Every year, thousands of Black girls who run away, are taken away or are thrown away wind up with men who, like Glee, promise safety and security, only to find exploitation, abuse and death. National data show Black girls are disproportionately trafficked—making up to 40 percent of girls who are bartered and sold. The fates of some of the disappeared Black girls are known, like Salau or Angelia Ella Mangum and Tjhisha Monique Ball who were found bound, gagged and murdered also in Florida, where her body was tossed. Yet many more are disappeared, never to become household names like White girls whose fates have launched high-profile investigations and vigils.
Black girls’ lives are buried, snuffed out by sexual abuse that opportunistically settles in wherever the obligation to maintain family secrets is greater than the obligation not to harm our children.
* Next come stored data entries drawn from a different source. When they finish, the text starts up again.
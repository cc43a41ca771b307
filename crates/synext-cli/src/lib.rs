#![doc = include_str!("../README.md")]
#![deny(unsafe_code)]
#![deny(unused_crate_dependencies)]

// Used by the binary only
use dotenvy as _;
use tracing_subscriber as _;

pub mod bootstrap;
pub mod commands;
pub mod error;
pub mod handlers;
pub mod parser;
pub mod presentation;

// Re-export primary types for convenient access
pub use bootstrap::{CliContext, bootstrap};
pub use commands::Commands;
pub use error::CliError;
pub use parser::Cli;
//! Public configuration for the annotation client.
//!
//! This module provides a stable public API for configuring the client.
//! The internal config is derived from this.

use std::time::Duration;

/// Default annotation endpoint.
pub const DEFAULT_ENDPOINT: &str = "http://nlp.biu.ac.il/~lazary/syntax_extractor/";

/// How a response body is turned into the two output parts.
#[derive(Debug, Clone, Copy, Default, PartialEq, Eq)]
pub enum ResponseFormat {
    /// JSON object `{"syntax": .., "baseline": ..}` or a two-string array.
    #[default]
    Structured,
    /// First character to syntax, second to baseline.
    CharPair,
}

impl std::str::FromStr for ResponseFormat {
    type Err = String;

    fn from_str(s: &str) -> Result<Self, Self::Err> {
        match s.to_ascii_lowercase().as_str() {
            "structured" | "json" => Ok(Self::Structured),
            "char-pair" | "charpair" | "chars" => Ok(Self::CharPair),
            other => Err(format!(
                "unknown response format '{other}' (expected 'structured' or 'char-pair')"
            )),
        }
    }
}

/// Configuration for the annotation client.
///
/// # Example
///
/// ```
/// use synext_client::AnnotatorClientConfig;
/// use std::time::Duration;
///
/// let config = AnnotatorClientConfig::new()
///     .with_timeout(Duration::from_secs(60))
///     .with_user_agent("my-app/1.0");
/// ```
#[derive(Debug, Clone)]
pub struct AnnotatorClientConfig {
    /// Annotation endpoint; the query string is appended to it
    pub(crate) base_url: String,
    /// User agent string for HTTP requests
    pub(crate) user_agent: String,
    /// Request timeout
    pub(crate) timeout: Duration,
    /// Maximum number of retry attempts for transient errors
    pub(crate) max_retries: u8,
    /// Base delay for exponential backoff
    pub(crate) retry_base_delay: Duration,
    /// Body interpretation
    pub(crate) response_format: ResponseFormat,
}

impl Default for AnnotatorClientConfig {
    fn default() -> Self {
        Self {
            base_url: DEFAULT_ENDPOINT.to_string(),
            user_agent: concat!("synext-client/", env!("CARGO_PKG_VERSION")).to_string(),
            timeout: Duration::from_secs(30),
            max_retries: 2,
            retry_base_delay: Duration::from_millis(500),
            response_format: ResponseFormat::Structured,
        }
    }
}

impl AnnotatorClientConfig {
    /// Create a new configuration with default settings.
    #[must_use]
    pub fn new() -> Self {
        Self::default()
    }

    /// Set the annotation endpoint.
    ///
    /// Defaults to [`DEFAULT_ENDPOINT`].
    #[must_use]
    pub fn with_base_url(mut self, url: impl Into<String>) -> Self {
        self.base_url = url.into();
        self
    }

    /// Set the user agent string for HTTP requests.
    #[must_use]
    pub fn with_user_agent(mut self, user_agent: impl Into<String>) -> Self {
        self.user_agent = user_agent.into();
        self
    }

    /// Set the request timeout.
    ///
    /// Defaults to 30 seconds.
    #[must_use]
    pub const fn with_timeout(mut self, timeout: Duration) -> Self {
        self.timeout = timeout;
        self
    }

    /// Set the maximum number of retry attempts for transient errors.
    ///
    /// Defaults to 2 retries. Zero disables retrying.
    #[must_use]
    pub const fn with_max_retries(mut self, retries: u8) -> Self {
        self.max_retries = retries;
        self
    }

    /// Set the base delay for exponential backoff retries.
    ///
    /// Defaults to 500ms.
    #[must_use]
    pub const fn with_retry_delay(mut self, delay: Duration) -> Self {
        self.retry_base_delay = delay;
        self
    }

    /// Set how response bodies are interpreted.
    #[must_use]
    pub const fn with_response_format(mut self, format: ResponseFormat) -> Self {
        self.response_format = format;
        self
    }

    /// The configured endpoint.
    pub fn base_url(&self) -> &str {
        &self.base_url
    }
}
Salau’s death is one of many, the tip of a reality that floats beneath the surface of consciousness about the precarity of Black girlhood. Her story should, like Breonna Taylor’s, be told in every space it can, to open up the unspoken ways that we sacrifice lives like hers to maintain the asymmetric solidarities that drive us to denounce only the forms of racism we stand ready to recognize and externalize. Her story should be told every time we lose the capacity to rehearse the toxic interface of racism and misogyny; it should be part of the roll call of Black women, girls and femmes who stand similarly at risk of losing our lives, and having our lost lives be erased. Her name should stand in for the imperative that Black Girls Matter. Like the movement that spawned this moment, Black Girls Matter is an aspiration that does not yet capture the societal reality in which we live. It can, however, become the low-hanging fruit that we can reach by refusing to silence their stories. Telling them repeatedly, without deflection, ensures that Black girls and the women do, in fact, matter to us. We can start by telling her story, and those of so many others we have sacrificed on the altar of unrequited solidarity.